Instructions for the task: Each line in the entries below that holds the string "crate" is to be listed.

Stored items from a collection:

-*-

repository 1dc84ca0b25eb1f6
pub mod clock;
pub mod config;
pub mod runner;
pub mod stream;
pub mod timers;
pub mod typing;
pub mod word;
pub mod fade;
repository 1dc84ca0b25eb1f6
use crate::{effects::fade::Visibility, render::surface::ElementHandle};

/// Identity of one activation, unique within a run.
#[derive(
    Clone, Copy, Debug, PartialEq, Eq, PartialOrd, Ord, Hash, serde::Serialize, serde::Deserialize,
)]
pub struct WordId(pub u64);

#[derive(Clone, Debug, PartialEq)]
/// Runtime projection of a token currently on the stage.
pub struct ActiveWord {
    pub id: WordId,
    /// Index of the owning token in the script.
    pub token_index: usize,
    pub text: String,
    /// `None` when the host failed to create the element; layout still tracks the word.
    pub handle: Option<ElementHandle>,
    /// Measured once at activation with every slot occupied, so it never changes afterwards.
    pub width: f64,
    pub current_x: f64,
    pub target_x: f64,
    pub slots: usize,
    shown: Vec<bool>,
    /// Visibility computed on the most recent frame.
    pub visibility: Visibility,
}

impl ActiveWord {
    pub fn new(
        id: WordId,
        token_index: usize,
        text: impl Into<String>,
        handle: Option<ElementHandle>,
        width: f64,
        slots: usize,
        start_x: f64,
    ) -> Self {
        Self {
            id,
            token_index,
            text: text.into(),
            handle,
            width,
            current_x: start_x,
            target_x: start_x,
            slots,
            shown: vec![false; slots],
            visibility: Visibility::FULL,
        }
    }

    /// Characters revealed so far. Only ever grows, and never past `slots`.
    pub fn revealed(&self) -> usize {
        self.shown.iter().filter(|s| **s).count()
    }

    pub fn is_fully_revealed(&self) -> bool {
        self.shown.iter().all(|s| *s)
    }

    /// Returns `false` when the slot was already shown or does not exist.
    pub(crate) fn mark_revealed(&mut self, slot: usize) -> bool {
        match self.shown.get_mut(slot) {
            Some(flag) if !*flag => {
                *flag = true;
                true
            }
            _ => false,
        }
    }

    /// Mark every hidden slot as shown and return them in slot order.
    pub(crate) fn reveal_rest(&mut self) -> Vec<usize> {
        let pending: Vec<usize> = self
            .shown
            .iter()
            .enumerate()
            .filter(|(_, shown)| !**shown)
            .map(|(slot, _)| slot)
            .collect();
        self.shown.iter_mut().for_each(|s| *s = true);
        pending
    }
}
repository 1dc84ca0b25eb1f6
pub mod core;
pub mod error;
pub mod rng;
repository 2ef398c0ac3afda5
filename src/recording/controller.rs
use std::sync::mpsc::{self, Receiver};

use log::{debug, info};

use crate::SpeedRecorderError;

use super::{LocationFix, Sample, SampleSource, Session, now_epoch_seconds};

#[derive(Clone, Copy, Debug, PartialEq, Eq)]
pub enum RecordingState {
    Idle,
    Recording,
}

/// `SessionController` gates the flow of fixes from a [`SampleSource`] into the current
/// [`Session`].
///
/// It is the only writer of the session's samples. Fixes reach it over a channel that is
/// created fresh for every recording, and are applied in arrival order by [`Self::pump`].
pub struct SessionController<S: SampleSource> {
    source: S,
    state: RecordingState,
    session: Session,
    fix_receiver: Option<Receiver<LocationFix>>,
}

impl<S: SampleSource> SessionController<S> {
    pub fn new(source: S) -> Self {
        Self {
            source,
            state: RecordingState::Idle,
            session: Session::default(),
            fix_receiver: None,
        }
    }

    pub fn state(&self) -> RecordingState {
        self.state
    }

    pub fn is_recording(&self) -> bool {
        self.state == RecordingState::Recording
    }

    pub fn session(&self) -> &Session {
        &self.session
    }

    pub fn source(&self) -> &S {
        &self.source
    }

    /// Start a new recording, stamped with the current wall clock time.
    pub fn start(&mut self) -> Result<(), SpeedRecorderError> {
        self.start_at(now_epoch_seconds())
    }

    /// Start a new recording that began at `started_at` seconds since the Unix epoch.
    ///
    /// The previous session's samples are discarded. If the source refuses to start, the
    /// controller stays idle and the previous session is left untouched.
    pub fn start_at(&mut self, started_at: f64) -> Result<(), SpeedRecorderError> {
        if self.is_recording() {
            return Err(SpeedRecorderError::AlreadyRecording);
        }

        let (fix_sender, fix_receiver) = mpsc::channel::<LocationFix>();
        self.source.start_updating(fix_sender)?;

        self.session = Session::new(started_at);
        self.fix_receiver = Some(fix_receiver);
        self.state = RecordingState::Recording;
        info!("Recording started at {:.2}", started_at);
        Ok(())
    }

    /// Stop the current recording. The captured samples stay available until the next start.
    ///
    /// Fixes the source sent but that were not pumped yet are dropped.
    pub fn stop(&mut self) -> Result<(), SpeedRecorderError> {
        if !self.is_recording() {
            debug!("Stop requested while idle, ignoring");
            return Ok(());
        }

        self.state = RecordingState::Idle;
        self.fix_receiver = None;
        info!(
            "Recording stopped with {} samples",
            self.session.samples.len()
        );
        self.source.stop_updating()
    }

    /// Append a sample to the current session. Returns false, and records nothing, when idle.
    pub fn on_sample(&mut self, speed_mps: f64, timestamp_s: f64) -> bool {
        if !self.is_recording() {
            debug!(
                "Dropping sample ({}, {}) delivered while idle",
                speed_mps, timestamp_s
            );
            return false;
        }
        self.session
            .samples
            .push(Sample::new(speed_mps, timestamp_s));
        true
    }

    /// Record a raw fix. Fixes without a speed reading carry nothing to record and are skipped.
    pub fn on_fix(&mut self, fix: LocationFix) -> bool {
        match fix.speed_mps {
            Some(speed_mps) => self.on_sample(speed_mps, fix.timestamp_s),
            None => {
                debug!("Skipping fix at {} without speed", fix.timestamp_s);
                false
            }
        }
    }

    /// Apply every fix currently waiting on the channel, in arrival order.
    ///
    /// Returns the number of samples accepted.
    pub fn pump(&mut self) -> usize {
        let Some(receiver) = self.fix_receiver.take() else {
            return 0;
        };

        let mut accepted = 0;
        for fix in receiver.try_iter() {
            if self.on_fix(fix) {
                accepted += 1;
            }
        }
        self.fix_receiver = Some(receiver);
        accepted
    }
}

#[cfg(test)]
mod tests {
    use super::*;
    use proptest::prelude::*;
    use std::sync::mpsc::Sender;

    /// Source driven by hand from the test: fixes are sent through the stored sender.
    #[derive(Default)]
    struct ManualSource {
        sink: Option<Sender<LocationFix>>,
        starts: usize,
        stops: usize,
        fail_start: bool,
    }

    impl ManualSource {
        fn emit(&self, fix: LocationFix) {
            if let Some(sink) = &self.sink {
                sink.send(fix).unwrap();
            }
        }
    }

    impl SampleSource for ManualSource {
        fn start_updating(
            &mut self,
            sink: Sender<LocationFix>,
        ) -> Result<(), SpeedRecorderError> {
            if self.fail_start {
                return Err(SpeedRecorderError::SourceStartError {
                    description: "location services disabled".to_string(),
                });
            }
            self.starts += 1;
            self.sink = Some(sink);
            Ok(())
        }

        fn stop_updating(&mut self) -> Result<(), SpeedRecorderError> {
            self.stops += 1;
            Ok(())
        }

        fn is_updating(&self) -> bool {
            self.starts > self.stops
        }
    }

    fn samples(controller: &SessionController<ManualSource>) -> Vec<Sample> {
        controller.session().samples().as_slice().to_vec()
    }

    #[test]
    fn test_initial_state_is_idle() {
        let controller = SessionController::new(ManualSource::default());
        assert_eq!(controller.state(), RecordingState::Idle);
        assert!(controller.session().samples().is_empty());
    }

    #[test]
    fn test_start_clears_previous_session() {
        let mut controller = SessionController::new(ManualSource::default());

        controller.start_at(50.).unwrap();
        assert!(controller.on_sample(1., 100.));
        controller.stop().unwrap();
        assert_eq!(samples(&controller), vec![Sample::new(1., 100.)]);

        controller.start_at(150.).unwrap();
        assert!(controller.on_sample(2., 200.));
        controller.stop().unwrap();

        assert_eq!(samples(&controller), vec![Sample::new(2., 200.)]);
        assert_eq!(controller.session().started_at, 150.);
        assert_eq!(controller.source().starts, 2);
        assert_eq!(controller.source().stops, 2);
    }

    #[test]
    fn test_samples_while_idle_are_ignored() {
        let mut controller = SessionController::new(ManualSource::default());
        assert!(!controller.on_sample(1., 1.));
        assert!(controller.session().samples().is_empty());

        controller.start_at(0.).unwrap();
        controller.on_sample(1., 1.);
        controller.stop().unwrap();

        assert!(!controller.on_sample(2., 2.));
        assert_eq!(samples(&controller), vec![Sample::new(1., 1.)]);
    }

    #[test]
    fn test_fix_without_speed_is_skipped() {
        let mut controller = SessionController::new(ManualSource::default());
        controller.start_at(0.).unwrap();

        assert!(!controller.on_fix(LocationFix::without_speed(1.)));
        assert!(controller.on_fix(LocationFix::new(-1., 2.)));

        assert_eq!(samples(&controller), vec![Sample::new(-1., 2.)]);
    }

    #[test]
    fn test_pump_applies_fixes_in_order() {
        let mut controller = SessionController::new(ManualSource::default());
        controller.start_at(0.).unwrap();

        controller.source().emit(LocationFix::new(1., 10.));
        controller.source().emit(LocationFix::without_speed(11.));
        controller.source().emit(LocationFix::new(3., 12.));
        controller.source().emit(LocationFix::new(3., 12.));

        assert_eq!(controller.pump(), 3);
        assert_eq!(controller.pump(), 0);
        assert_eq!(
            samples(&controller),
            vec![
                Sample::new(1., 10.),
                Sample::new(3., 12.),
                Sample::new(3., 12.)
            ]
        );
    }

    #[test]
    fn test_fixes_pending_at_stop_are_dropped() {
        let mut controller = SessionController::new(ManualSource::default());
        controller.start_at(0.).unwrap();
        controller.source().emit(LocationFix::new(1., 10.));
        controller.pump();

        controller.source().emit(LocationFix::new(2., 11.));
        controller.stop().unwrap();
        assert_eq!(controller.pump(), 0);

        // a new session gets a fresh channel, nothing stale leaks in
        controller.start_at(20.).unwrap();
        assert_eq!(controller.pump(), 0);
        assert!(controller.session().samples().is_empty());
    }

    #[test]
    fn test_start_while_recording_is_rejected() {
        let mut controller = SessionController::new(ManualSource::default());
        controller.start_at(0.).unwrap();
        controller.on_sample(1., 1.);

        match controller.start_at(5.) {
            Err(SpeedRecorderError::AlreadyRecording) => {}
            other => panic!("Expected AlreadyRecording, got {:?}", other),
        }
        assert!(controller.is_recording());
        assert_eq!(controller.session().started_at, 0.);
        assert_eq!(samples(&controller), vec![Sample::new(1., 1.)]);
    }

    #[test]
    fn test_source_start_failure_keeps_previous_session() {
        let mut controller = SessionController::new(ManualSource::default());
        controller.start_at(0.).unwrap();
        controller.on_sample(1., 1.);
        controller.stop().unwrap();

        controller.source.fail_start = true;
        assert!(controller.start_at(5.).is_err());
        assert_eq!(controller.state(), RecordingState::Idle);
        assert_eq!(samples(&controller), vec![Sample::new(1., 1.)]);
    }

    #[test]
    fn test_stop_while_idle_is_noop() {
        let mut controller = SessionController::new(ManualSource::default());
        controller.stop().unwrap();
        assert_eq!(controller.source().stops, 0);
        assert_eq!(controller.state(), RecordingState::Idle);
    }

    #[derive(Clone, Debug)]
    enum Call {
        Start,
        Stop,
        Sample(f64, f64),
    }

    fn call_strategy() -> impl Strategy<Value = Call> {
        prop_oneof![
            1 => Just(Call::Start),
            1 => Just(Call::Stop),
            6 => (-5.0f64..60.0, 0.0f64..1e9).prop_map(|(s, t)| Call::Sample(s, t)),
        ]
    }

    proptest! {
        #![proptest_config(ProptestConfig::with_cases(100))]

        #[test]
        fn prop_store_holds_exactly_the_accepted_samples_in_order(
            calls in prop::collection::vec(call_strategy(), 0..200),
        ) {
            let mut controller = SessionController::new(ManualSource::default());
            let mut expected: Vec<Sample> = Vec::new();
            let mut recording = false;

            for call in calls {
                match call {
                    Call::Start => {
                        if recording {
                            prop_assert!(controller.start_at(0.).is_err());
                        } else {
                            controller.start_at(0.).unwrap();
                            expected.clear();
                            recording = true;
                        }
                    }
                    Call::Stop => {
                        controller.stop().unwrap();
                        recording = false;
                    }
                    Call::Sample(speed, ts) => {
                        let accepted = controller.on_sample(speed, ts);
                        prop_assert_eq!(accepted, recording);
                        if accepted {
                            expected.push(Sample::new(speed, ts));
                        }
                    }
                }
                prop_assert_eq!(samples(&controller), expected.clone());
            }
        }
    }
}
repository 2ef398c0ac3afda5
use std::{
    fmt::Write as _,
    fs::{self, File},
    io::{BufWriter, Write},
    path::{Path, PathBuf},
};

use chrono::{Local, NaiveDateTime};
use log::{debug, error, info};

use crate::{
    SpeedRecorderError,
    recording::{Sample, Session},
};

pub const CSV_HEADER: &str = "m/s,t";
pub const EXPORT_FILE_NAME: &str = "mps.csv";
const EXPORT_DIR_PREFIX: &str = "exp-";
const EXPORT_DIR_DATE_FORMAT: &str = "%d%b%y-%H%M";

/// What happened to the export file once its directory was in place.
#[derive(Debug, Clone, PartialEq, Eq)]
pub enum ExportOutcome {
    Written(PathBuf),
    /// The file could not be written. The error has already been logged.
    WriteFailed,
}

/// Renders samples as CSV, one `speed,timestamp` row per sample under an `m/s,t` header.
///
/// Values keep full precision, and whole numbers keep their `.0`. Magnitudes below 1e-4 or
/// from 1e16 up are written in exponent form (`3e-5`, `1e16`), and NaN as `NaN`; every value
/// still parses back to the same `f64`.
pub fn to_csv(samples: &[Sample]) -> String {
    let mut csv = String::with_capacity(CSV_HEADER.len() + 1 + samples.len() * 24);
    csv.push_str(CSV_HEADER);
    csv.push('\n');
    for sample in samples {
        // writing into a String cannot fail
        let _ = writeln!(csv, "{:?},{:?}", sample.speed_mps, sample.timestamp_s);
    }
    csv
}

/// Name of the directory an export made at `at` goes to, e.g. `exp-20mar21-1432`.
pub fn session_dir_name(at: &NaiveDateTime) -> String {
    format!(
        "{}{}",
        EXPORT_DIR_PREFIX,
        at.format(EXPORT_DIR_DATE_FORMAT).to_string().to_lowercase()
    )
}

/// Export `samples` under `destination_root`, naming the directory after the local time now.
pub fn export(
    samples: &[Sample],
    destination_root: &Path,
) -> Result<ExportOutcome, SpeedRecorderError> {
    export_at(samples, destination_root, &Local::now().naive_local())
}

pub fn export_session(
    session: &Session,
    destination_root: &Path,
) -> Result<ExportOutcome, SpeedRecorderError> {
    export(session.samples().as_slice(), destination_root)
}

/// Export `samples` to `<destination_root>/<session dir for at>/mps.csv`.
///
/// Failing to create the directory is an error. Failing to write the file is logged and
/// reported as [`ExportOutcome::WriteFailed`]. An existing file from an export in the same
/// minute is replaced.
pub fn export_at(
    samples: &[Sample],
    destination_root: &Path,
    at: &NaiveDateTime,
) -> Result<ExportOutcome, SpeedRecorderError> {
    let export_dir = destination_root.join(session_dir_name(at));
    if !export_dir.is_dir() {
        debug!("Creating export directory {:?}", export_dir);
        fs::create_dir_all(&export_dir).map_err(|e| SpeedRecorderError::ExportDirectoryError {
            path: format!("{:?}", export_dir),
            source: e,
        })?;
    }

    let export_file = export_dir.join(EXPORT_FILE_NAME);
    match write_atomically(&export_file, &to_csv(samples)) {
        Ok(()) => {
            info!("Exported {} samples to {:?}", samples.len(), export_file);
            Ok(ExportOutcome::Written(export_file))
        }
        Err(e) => {
            error!("Failed to create file: {}", e);
            Ok(ExportOutcome::WriteFailed)
        }
    }
}

/// Write to a sibling temporary file and rename it over `file`, so readers never see a
/// partially written export.
fn write_atomically(file: &Path, contents: &str) -> Result<(), SpeedRecorderError> {
    let tmp_file = file.with_extension("csv.tmp");
    let write_error = |e| SpeedRecorderError::ExportWriteError {
        path: format!("{:?}", file),
        source: e,
    };

    let result = File::create(&tmp_file)
        .and_then(|f| {
            let mut writer = BufWriter::new(f);
            writer.write_all(contents.as_bytes())?;
            writer.into_inner().map_err(|e| e.into_error())?.sync_all()
        })
        .and_then(|_| fs::rename(&tmp_file, file));

    if result.is_err() {
        let _ = fs::remove_file(&tmp_file);
    }
    result.map_err(write_error)
}
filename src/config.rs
use serde::{Deserialize, Serialize};
use std::path::{Path, PathBuf};

use log::debug;

use crate::SpeedRecorderError;
use crate::recording::source::DEFAULT_REPLAY_INTERVAL_MS;

const APP_DIR_NAME: &str = "speed-recorder";
const CONFIG_FILE_NAME: &str = "config.json";

#[derive(Serialize, Deserialize, Debug, Clone, PartialEq)]
#[serde(default)]
pub struct AppConfig {
    /// Where export directories are created. Falls back to the user's documents directory.
    pub export_root: Option<PathBuf>,
    pub replay_interval_ms: u64,
    /// Ask before writing an export
    pub confirm_export: bool,
}

impl Default for AppConfig {
    fn default() -> Self {
        Self {
            export_root: None,
            replay_interval_ms: DEFAULT_REPLAY_INTERVAL_MS,
            confirm_export: true,
        }
    }
}

impl AppConfig {
    pub fn default_path() -> Result<PathBuf, SpeedRecorderError> {
        Ok(dirs::config_dir()
            .ok_or(SpeedRecorderError::NoConfigDir)?
            .join(APP_DIR_NAME)
            .join(CONFIG_FILE_NAME))
    }

    /// Loads the config from the user's config directory, `None` if there is no config file yet.
    pub fn from_local_file() -> Result<Option<Self>, SpeedRecorderError> {
        match Self::default_path() {
            Ok(config_path) => Self::from_file(&config_path),
            Err(_) => Ok(None),
        }
    }

    pub fn from_file(config_path: &Path) -> Result<Option<Self>, SpeedRecorderError> {
        if !config_path.exists() {
            debug!("No config file at {:?}", config_path);
            return Ok(None);
        }
        let file = std::fs::File::open(config_path)
            .map_err(|e| SpeedRecorderError::ConfigIOError { source: e })?;
        serde_json::from_reader(file)
            .map(Some)
            .map_err(|e| SpeedRecorderError::ConfigSerializeError { source: e })
    }

    pub fn save(&self) -> Result<PathBuf, SpeedRecorderError> {
        let config_path = Self::default_path()?;
        self.save_to(&config_path)?;
        Ok(config_path)
    }

    pub fn save_to(&self, config_path: &Path) -> Result<(), SpeedRecorderError> {
        if let Some(parent) = config_path.parent() {
            if !parent.exists() {
                std::fs::create_dir_all(parent)
                    .map_err(|e| SpeedRecorderError::ConfigIOError { source: e })?;
            }
        }

        let file = std::fs::File::create(config_path)
            .map_err(|e| SpeedRecorderError::ConfigIOError { source: e })?;
        serde_json::to_writer_pretty(file, self)
            .map_err(|e| SpeedRecorderError::ConfigSerializeError { source: e })
    }

    /// The directory exports go under: the configured root, or the user's documents directory.
    pub fn export_root(&self) -> Result<PathBuf, SpeedRecorderError> {
        match &self.export_root {
            Some(root) => Ok(root.clone()),
            None => dirs::document_dir().ok_or(SpeedRecorderError::NoDocumentsDir),
        }
    }
}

-*-

Solution for this problem:
use crate::{effects::fade::Visibility, render::surface::ElementHandle};
    pub(crate) fn mark_revealed(&mut self, slot: usize) -> bool {
    pub(crate) fn reveal_rest(&mut self) -> Vec<usize> {
use crate::SpeedRecorderError;
use crate::{
use crate::SpeedRecorderError;
use crate::recording::source::DEFAULT_REPLAY_INTERVAL_MS;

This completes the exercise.